_Goal of the exercise_. Only lines containing the string "COLUMNS" belong in the answer; find them in the records and copy them.

_Data for this exercise_.
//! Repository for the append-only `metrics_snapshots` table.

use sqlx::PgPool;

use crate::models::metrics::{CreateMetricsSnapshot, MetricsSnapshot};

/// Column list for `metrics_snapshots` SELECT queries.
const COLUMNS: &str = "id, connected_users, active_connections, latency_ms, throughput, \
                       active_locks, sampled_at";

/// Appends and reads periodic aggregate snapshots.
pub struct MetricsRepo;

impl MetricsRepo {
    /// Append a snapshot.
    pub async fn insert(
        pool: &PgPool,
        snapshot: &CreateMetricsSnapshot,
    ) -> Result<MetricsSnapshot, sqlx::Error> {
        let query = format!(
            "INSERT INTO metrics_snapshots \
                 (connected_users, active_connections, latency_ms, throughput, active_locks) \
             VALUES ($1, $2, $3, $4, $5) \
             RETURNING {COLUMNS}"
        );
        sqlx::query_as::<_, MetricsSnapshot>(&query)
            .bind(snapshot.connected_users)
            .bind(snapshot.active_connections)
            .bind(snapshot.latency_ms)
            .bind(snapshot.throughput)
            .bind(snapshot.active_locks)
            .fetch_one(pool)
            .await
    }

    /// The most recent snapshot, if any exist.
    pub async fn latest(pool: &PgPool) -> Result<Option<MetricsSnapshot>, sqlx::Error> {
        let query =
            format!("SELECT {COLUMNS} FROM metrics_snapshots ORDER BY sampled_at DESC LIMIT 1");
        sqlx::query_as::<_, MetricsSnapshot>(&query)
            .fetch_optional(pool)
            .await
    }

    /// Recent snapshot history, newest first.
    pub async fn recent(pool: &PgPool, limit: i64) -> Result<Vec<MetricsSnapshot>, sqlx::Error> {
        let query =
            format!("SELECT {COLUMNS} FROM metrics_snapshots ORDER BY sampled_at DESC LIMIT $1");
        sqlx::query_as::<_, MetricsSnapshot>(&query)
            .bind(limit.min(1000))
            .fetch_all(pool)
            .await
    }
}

_Your solution_.
const COLUMNS: &str = "id, connected_users, active_connections, latency_ms, throughput, \
             RETURNING {COLUMNS}"
            format!("SELECT {COLUMNS} FROM metrics_snapshots ORDER BY sampled_at DESC LIMIT 1");
            format!("SELECT {COLUMNS} FROM metrics_snapshots ORDER BY sampled_at DESC LIMIT $1");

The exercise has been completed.